The billionaire philanthropist, whose Bill & Melinda Gates Foundation spent $200 million over seven years funding sanitation research, showcased some 20 novel toilet and sludge-processing designs that eliminate harmful pathogens and convert bodily waste into clean water and fertilizer.
"Durban is a good place to run these tests because the city is growing fast and many people there don't have a modern sanitation, which means that, even if they have access to a toilet, the waste can get into the environment and make people sick", he said.
"Thanks to the new type of toilets, the waste will not be allowed to enter drains".
According to Sky News, Gates compared the change from traditional toilets to waterless models as similar to developments in computing around the time he founded Microsoft in the mid-1970s.
Bill Gates aims to save 500,000 young lives a year by reinventing the lavatory for the world's poorest.
Gates unveiled that toilet at a trade event in Shanghai, China, where he lauded the globalised and free trade systems that made the toilet technology possible.
"For the first time we're really saying, 'can we make it more economic to avoid all of that?' And in the same way that a personal computer is sort of self-contained, not a enormous thing, 'can we do this chemical processing actually at the household level?"'
Bill Gates with the jar of human faeces.
'This year the volume of toilets will literally be in the 100s while people are still kicking tyres (testing them),' Gates said.

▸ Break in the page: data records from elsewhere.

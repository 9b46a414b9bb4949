use chumsky::Parser;
use sprig::parser::{script_parser, Expr, Statement};

#[test]
fn parses_an_assignment() {
    let ast = script_parser().parse("let greeting = \"hello\"\n").unwrap();

    assert_eq!(ast.statements.len(), 1);
    match &ast.statements[0] {
        Statement::Assign(name, Expr::Str(value)) => {
            assert_eq!(name, "greeting");
            assert_eq!(value, "hello");
        }
        other => panic!("expected an assignment, got {:?}", other),
    }
}

#[test]
fn parses_a_parameter_declaration() {
    let ast = script_parser().parse("param one, two, three\n").unwrap();

    match &ast.statements[0] {
        Statement::Params(names) => {
            assert_eq!(names.len(), 3);
            assert_eq!(names[0], "one");
            assert_eq!(names[1], "two");
            assert_eq!(names[2], "three");
        }
        other => panic!("expected a parameter declaration, got {:?}", other),
    }
}

#[test]
fn parses_logger_method_calls() {
    let ast = script_parser().parse("logger.information(\"hi\")\n").unwrap();

    match &ast.statements[0] {
        Statement::Call {
            receiver: Some(receiver),
            name,
            args,
        } => {
            assert_eq!(receiver, "logger");
            assert_eq!(name, "information");
            assert_eq!(args, &[Expr::Str("hi".to_string())]);
        }
        other => panic!("expected a method call, got {:?}", other),
    }
}

#[test]
fn parses_plain_calls_with_variable_arguments() {
    let ast = script_parser().parse("echo(message)\n").unwrap();

    match &ast.statements[0] {
        Statement::Call {
            receiver: None,
            name,
            args,
        } => {
            assert_eq!(name, "echo");
            assert_eq!(args, &[Expr::Var("message".to_string())]);
        }
        other => panic!("expected a call, got {:?}", other),
    }
}

#[test]
fn parses_heredoc_arguments() {
    let ast = script_parser()
        .parse("upload(<<<EOF\nline\nEOF>>>, \"/tmp/out\")\n")
        .unwrap();

    match &ast.statements[0] {
        Statement::Call { name, args, .. } => {
            assert_eq!(name, "upload");
            assert_eq!(args.len(), 2);
            assert_eq!(args[0], Expr::HereDoc("\nline\n".to_string()));
        }
        other => panic!("expected a call, got {:?}", other),
    }
}

#[test]
fn keeps_comments_and_skips_blank_lines() {
    let ast = script_parser()
        .parse("# a comment\n\nlogger.information(\"hi\")\n")
        .unwrap();

    assert_eq!(ast.statements.len(), 2);
    assert!(matches!(ast.statements[0], Statement::Comment));
    assert!(matches!(ast.statements[1], Statement::Call { .. }));
}

#[test]
fn rejects_malformed_statements() {
    assert!(script_parser().parse("let = nope\n").is_err());
}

During his keynote, Gate held up a jar with human feces in it, noting that the amount of human waste in that jar alone contains 200 trillion rotavirus cells, 20 billion Shigella bacteria, and 100,000 parasitic worm eggs.
Gates said that the foundation plans to invest an additional 200 million USA dollars into supporting continued R&D efforts that can help bring down the costs of new sanitation products for the poor and bolster development in regions where new, non-sewered sanitation products can have the greatest impact.
According to gates, by 2030, the market size of new toilets may reach $6 billion a year.
The entrepreneur was helping to launch the three-day event in China - where leader Xi Jinping has made a so-called "toilet revolution" across the country a policy priority. 'It's not a huge part of the budget but the impact is big, ' he said.